DEV Community

loading...
AWS Community Builders

Building End-to-End Pipeline in Sagemaker

Salah Elhossiny
ML engineer || AWS Certified MLS || AWS Community Builders member || Fullstack developer
・7 min read

In this part, we will see how we can make an end-to-end pipeline of an entire machine learning process. We can use a combination of AWS services to automate the entire process of machine learning.

Overview of Step Functions

AWS Step Functions is the service provided by Amazon that you can use to create workflows and automate them. These workflows consist of AWS resources, algorithms,
and processing. They may also include resources that are outside AWS. We can use Step Functions to create an end-to-end automation framework that helps us in building an effective continuous integration and continuous development (CI/CD) DevOps pipeline.
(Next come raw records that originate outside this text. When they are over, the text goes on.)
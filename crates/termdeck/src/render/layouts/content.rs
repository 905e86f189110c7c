use crate::layout;
use crate::parser::segments::{self, Reveal, Segment};
use crate::render::{Context, fonts, markup, syntax, text};

/// Default layout: the body's segments in document order.
pub fn render(body: &str, ctx: &Context, reveal: &mut Reveal) -> Vec<String> {
    segments_block(body, ctx.width, ctx.rows, ctx, reveal)
}

/// A `###` header in the h3 font, centered across `ctx.width`.
pub fn header_lines(header: &str, ctx: &Context) -> Vec<String> {
    let h3 = &ctx.theme.h3;
    fonts::render_heading(header, &h3.fonts, &h3.color, ctx.width)
        .into_iter()
        .map(|line| {
            let pad = layout::horizontal_padding(ctx.width, markup::width(&line));
            format!("{}{line}", " ".repeat(pad))
        })
        .collect()
}

/// Segments of `body` drawn into a block `width` columns wide. Images get at
/// most `rows` rows.
pub fn segments_block(
    body: &str,
    width: usize,
    rows: usize,
    ctx: &Context,
    reveal: &mut Reveal,
) -> Vec<String> {
    let mut lines = Vec::new();
    for segment in reveal.apply(segments::parse(body)) {
        match segment {
            Segment::Text(t) => lines.extend(text::render(&t, width, ctx.theme)),
            Segment::Code { language, code } => {
                let code_width = width.saturating_sub(2);
                lines.extend(
                    syntax::highlight(&code, language.as_deref(), ctx.theme.code_theme)
                        .iter()
                        .map(|line| format!("  {}", markup::truncate(line, code_width))),
                );
            }
            Segment::Image { alt, source, width: requested } => {
                let cells = ctx.images.draw(&source, &alt, requested, width, rows);
                let pad = layout::horizontal_padding(width, layout::max_line_len(&cells));
                lines.extend(layout::indent_block(&cells, pad));
            }
        }
    }
    lines
}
Each component in a step function is called a state machine. In this part, we will be creating multiple state machines, as follows:

  • State machine for training a model
  • State machine for saving the model

  • State machine for configuring endpoints

  • State machine for model deployment

Then we will combine all the state machines in a sequential format so that the entire process can be automated.

1

Let’s start the process of creating the previous workflow. The first step will be to upgrade the Step Functions package so that we can make sure we are using the latest version of the module.

Upgrading Step Functions

We will simply use pip from Python to upgrade the Step Functions package and all the dependent packages.

python -m pip install --upgrade stepfunctions
Enter fullscreen mode Exit fullscreen mode

You can run this either from the terminal or from the Jupyter Notebook as well by adding a prefix of exclamation mark (!).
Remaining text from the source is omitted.